YAML reads this as an empty `providers:` section plus two unrelated top-level
keys, not as two providers:

```yaml theme={null}
providers:
uranium-geryon-9b:          # not indented under providers:
  type: vllm
  base_url: "http://uranium-geryon-9b:8000/v1"
uranium-gemma-embedding:    # likewise
  type: vllm
  base_url: "http://uranium-gemma-embedding:8000/v1"
```

Strict parsing rejects it at startup, naming every offending line:

```text theme={null}
failed to parse config.yaml: line 2: field uranium-geryon-9b not found; line 5: field uranium-gemma-embedding not found
```

Indent provider entries two spaces under `providers:`. Before strict parsing,
this booted with zero YAML providers and no error. With `CONFIG_STRICT=false` it
boots with zero YAML providers and one warning per unindented key.

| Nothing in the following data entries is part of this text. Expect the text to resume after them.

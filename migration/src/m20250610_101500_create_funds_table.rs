use sea_orm_migration::prelude::*;

#[derive(DeriveMigrationName)]
pub struct Migration;

#[async_trait::async_trait]
impl MigrationTrait for Migration {
    async fn up(&self, manager: &SchemaManager) -> Result<(), DbErr> {
        manager
            .create_table(
                Table::create()
                    .table(Funds::Table)
                    .if_not_exists()
                    .col(ColumnDef::new(Funds::Id).uuid().not_null().primary_key())
                    .col(ColumnDef::new(Funds::Name).string().not_null())
                    .col(ColumnDef::new(Funds::Status).string().not_null())
                    .col(ColumnDef::new(Funds::GeographyFocus).array(ColumnType::Text).null())
                    .col(ColumnDef::new(Funds::SectorFocus).array(ColumnType::Text).null())
                    .col(ColumnDef::new(Funds::SectorExclusions).array(ColumnType::Text).null())
                    .col(ColumnDef::new(Funds::EbitdaMin).big_integer().null())
                    .col(ColumnDef::new(Funds::EbitdaMax).big_integer().null())
                    .col(ColumnDef::new(Funds::RevenueMin).big_integer().null())
                    .col(ColumnDef::new(Funds::RevenueMax).big_integer().null())
                    .col(
                        ColumnDef::new(Funds::CreatedAt)
                            .timestamp_with_time_zone()
                            .not_null()
                            .default(Expr::current_timestamp()),
                    )
                    .to_owned(),
            )
            .await
    }

    async fn down(&self, manager: &SchemaManager) -> Result<(), DbErr> {
        manager
            .drop_table(Table::drop().table(Funds::Table).to_owned())
            .await
    }
}

#[derive(DeriveIden)]
enum Funds {
    Table,
    Id,
    Name,
    Status,
    GeographyFocus,
    SectorFocus,
    SectorExclusions,
    EbitdaMin,
    EbitdaMax,
    RevenueMin,
    RevenueMax,
    CreatedAt,
}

### Per-provider resilience can only come from YAML

The env-var override walk skips `map` fields. `RETRY_MAX_RETRIES` changes the
global default for all providers but cannot target a single provider.
Per-provider tuning requires a `providers.<name>.resilience:` block in
`config.yaml`.

### Partial YAML leaves the rest at defaults

YAML is unmarshalled onto a struct that has already been populated with
built-in defaults. Only fields that appear in the file are written. Omitting
`max_backoff` from `resilience.retry` leaves it at its built-in default; you do
not need to repeat defaults you are happy with.